Anabela Melão
Jurista
Semana de
santos a marcar o ritmo das festas, entre uma sardinha e um copo de sangria.
E esta
pergunta de marca d’água: afinal suspendem-se a democracia e o sonho europeu?
Afinal que lutas são prioritárias?
A democracia. Manuela Ferreira Leite teve esta ideia, mais ou menos
relevada entre desculpas de avançada idade e mau feitio. E era só por escassos
seis meses! Agora veio Rui Rio seguir-lhe as
pisadas, na versão de castigador. Câmaras endividadas resignadas a comissões
administrativas versus gestão corrente. Mas quem é que ainda acredita que se
vive em democracia? E para que serve tal coisa cada vez mais abstrata e
conceptual? Onde está a democracia? Os seus pilares: igualdade de
oportunidades para todos (de trabalho, de saúde, de segurança social, de
educação e de habitação) acham-se completamente derrogados, preteridos que
foram a pretexto da crise.
Aconteça o que
acontecer – e apesar de tudo o que tem acontecido – «os portugueses já não
estão perante o abismo», disse o Primeiro Ministro. “Sonho” com sabor a prémio
depois de mais um exame da troika, parece. E que outra coisa é esta senão o
abismo? Falências, despedimentos, desemprego, recessão, empobrecimento! Conjuntura
internacional caótica: Grécia, Itália, Espanha. Cegueira? Cinismo? Estratégia?
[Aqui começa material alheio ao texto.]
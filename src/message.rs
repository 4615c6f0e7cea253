//! Message protocol definitions
//!
//! JSON-based bidirectional message protocol using Serde's tagged enums
//! for type-safe serialization/deserialization. Field and tag names are
//! the server's wire names and must not change.

use serde::{Deserialize, Serialize};

use crate::types::{ClientId, RoomId};

/// Client → Server command
///
/// Tagged by `action` with SCREAMING_SNAKE_CASE names.
#[derive(Debug, Clone, PartialEq, Serialize, Deserialize)]
#[serde(tag = "action", rename_all = "SCREAMING_SNAKE_CASE")]
pub enum Command {
    /// Create a new room (the server joins the creator to it)
    RoomCreate,
    /// Join an existing room
    RoomJoin { room_id: RoomId },
    /// Start receiving room creation/removal events
    RoomsSubscribe,
    /// Stop receiving room creation/removal events
    RoomsUnsubscribe,
    /// Request the clients currently in a room
    RoomClientsList { room_id: RoomId },
    /// Request the current rooms
    RoomsList,
    /// Broadcast a payload to a target
    Broadcast {
        target: BroadcastTarget,
        data: BroadcastData,
    },
}

impl Command {
    /// Build a `BROADCAST` of a text message to a room
    pub fn message_to_room(room_id: RoomId, message: impl Into<String>) -> Self {
        Command::Broadcast {
            target: BroadcastTarget::Room { id: room_id },
            data: BroadcastData::Message {
                message: message.into(),
            },
        }
    }

    /// Wire name of the action, for logging
    pub fn action(&self) -> &'static str {
        match self {
            Command::RoomCreate => "ROOM_CREATE",
            Command::RoomJoin { .. } => "ROOM_JOIN",
            Command::RoomsSubscribe => "ROOMS_SUBSCRIBE",
            Command::RoomsUnsubscribe => "ROOMS_UNSUBSCRIBE",
            Command::RoomClientsList { .. } => "ROOM_CLIENTS_LIST",
            Command::RoomsList => "ROOMS_LIST",
            Command::Broadcast { .. } => "BROADCAST",
        }
    }
}

/// Target of a `BROADCAST` command
#[derive(Debug, Clone, PartialEq, Serialize, Deserialize)]
#[serde(tag = "type", rename_all = "SCREAMING_SNAKE_CASE")]
pub enum BroadcastTarget {
    Room { id: RoomId },
}

/// Payload of a `BROADCAST` command
#[derive(Debug, Clone, PartialEq, Serialize, Deserialize)]
#[serde(tag = "type", rename_all = "SCREAMING_SNAKE_CASE")]
pub enum BroadcastData {
    Message { message: String },
}

/// Server → Client envelope
///
/// Tagged by `type`. Unrecognized tags decode to `Unknown` instead of
/// failing, so the decoder can drop them without reporting a parse error.
#[derive(Debug, Clone, PartialEq, Serialize, Deserialize)]
#[serde(tag = "type", rename_all = "SCREAMING_SNAKE_CASE")]
pub enum Envelope {
    /// A message broadcast to a room
    Message {
        sender: ClientId,
        message: String,
        room: RoomId,
    },
    /// A server-pushed event
    Event { event: Event },
    #[serde(other)]
    Unknown,
}

/// Payload of an `EVENT` envelope, tagged by its own `type`
#[derive(Debug, Clone, PartialEq, Serialize, Deserialize)]
#[serde(tag = "type", rename_all = "SCREAMING_SNAKE_CASE")]
pub enum Event {
    /// Sent once to a freshly connected client with its own id
    ClientJoin { client_id: ClientId },
    /// A client joined a room
    RoomJoin { room_id: RoomId, client_id: ClientId },
    /// A client left a room
    RoomExit { room_id: RoomId, client_id: ClientId },
    /// A room was created
    RoomCreation { room_id: RoomId },
    /// A room was removed (its last client left)
    RoomRemoval { room_id: RoomId },
    /// Reply to `ROOMS_LIST` / `ROOMS_SUBSCRIBE`
    RoomsList { rooms: Vec<RoomId> },
    /// Reply to `ROOM_CLIENTS_LIST`
    RoomClientsList {
        clients: Vec<ClientId>,
        room_id: RoomId,
    },
    #[serde(other)]
    Unknown,
}

#[cfg(test)]
mod tests {
    use super::*;
    use serde_json::json;

    #[test]
    fn test_unit_command_serialize() {
        let json = serde_json::to_string(&Command::RoomCreate).unwrap();
        assert_eq!(json, r#"{"action":"ROOM_CREATE"}"#);

        let json = serde_json::to_string(&Command::RoomsUnsubscribe).unwrap();
        assert_eq!(json, r#"{"action":"ROOMS_UNSUBSCRIBE"}"#);
    }

    #[test]
    fn test_broadcast_serialize() {
        let cmd = Command::message_to_room(RoomId::from("r1"), "hello");
        let value = serde_json::to_value(&cmd).unwrap();
        assert_eq!(
            value,
            json!({
                "action": "BROADCAST",
                "target": { "type": "ROOM", "id": "r1" },
                "data": { "type": "MESSAGE", "message": "hello" }
            })
        );
        assert_eq!(cmd.action(), "BROADCAST");
    }

    #[test]
    fn test_message_envelope_deserialize() {
        let json = r#"{"type":"MESSAGE","sender":"c1","message":"hi","room":"r1"}"#;
        let envelope: Envelope = serde_json::from_str(json).unwrap();
        match envelope {
            Envelope::Message {
                sender,
                message,
                room,
            } => {
                assert_eq!(sender, ClientId::from("c1"));
                assert_eq!(message, "hi");
                assert_eq!(room, RoomId::from("r1"));
            }
            _ => panic!("Wrong variant"),
        }
    }

    #[test]
    fn test_event_ignores_extra_fields() {
        // The server attaches creator_id to room creation events
        let json = r#"{"type":"EVENT","event":{"type":"ROOM_CREATION","room_id":"r1","creator_id":"c1"}}"#;
        let envelope: Envelope = serde_json::from_str(json).unwrap();
        assert_eq!(
            envelope,
            Envelope::Event {
                event: Event::RoomCreation {
                    room_id: RoomId::from("r1")
                }
            }
        );
    }

    #[test]
    fn test_unknown_tags_deserialize_to_unknown() {
        let envelope: Envelope = serde_json::from_str(r#"{"type":"PING","seq":1}"#).unwrap();
        assert_eq!(envelope, Envelope::Unknown);

        let envelope: Envelope =
            serde_json::from_str(r#"{"type":"EVENT","event":{"type":"ROOM_RENAME","room_id":"r1"}}"#)
                .unwrap();
        assert_eq!(
            envelope,
            Envelope::Event {
                event: Event::Unknown
            }
        );
    }

    #[test]
    fn test_missing_field_is_an_error() {
        let result = serde_json::from_str::<Envelope>(r#"{"type":"EVENT","event":{"type":"ROOM_JOIN","room_id":"r1"}}"#);
        assert!(result.is_err());
    }
}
Franklin D. Roosevelt, proferido num tempo ainda mais difícil do que o
nosso, em 1941. A democracia funda-se em coisas básicas e simples: igualdade de
oportunidades; emprego para os que podem trabalhar; segurança para os que dela
necessitam; fim dos privilégios para poucos; preservação das liberdades para
todos.
O sonho europeu. O sonho
de Jean Monnet está ameaçado ou pode reerguer, qual
fénix, ante a crise? Afinal, ele próprio admitia que “As pessoas só aceitam
mudanças quando são confrontadas com necessidades e só reconhecem necessidades
quando a crise as afeta!". Maior
prova não se podia exigir aos cidadãos europeus qua a atual!
Lutas
prioritárias. A Campanha "Teach me how to
drive so I can protect myself" (ensina-me a conduzir para que eu me possa
proteger) é o último apelo às mulheres sauditas para que conduzam em público no
próximo dia 17 de Junho, por causa da "detenção ilegal" da ativista
Manal al-Sherif que foi “apanhada” a conduzir em público, o que é proibido às
mulheres na Arábia Saudita, sem que haja alguma lei que o condene, mas apenas
porque sim. E a solidariedade com Sahar Gul, 15 anos. Cativa meio ano, às mãos
de familiares do seu marido, com a ignóbil exigência que se prostituísse, adivinhando-se
já uma morosa e difícil recuperação física e psíquica
face aos maus tratos sofridos.
Entretanto, por cá, cerca de 730 mulheres vítimas de violência doméstica são atualmente acompanhadas nas instituições próprias
dos Açores, região do país onde há mais casos de denúncia de violência
doméstica. Sempre imperativa a necessidade de as polícias começarem a ter uma atitude
de não legitimação da violência e de as vitimas perderem o receio e a
“vergonha” aculturada geracionalmente da denúncia.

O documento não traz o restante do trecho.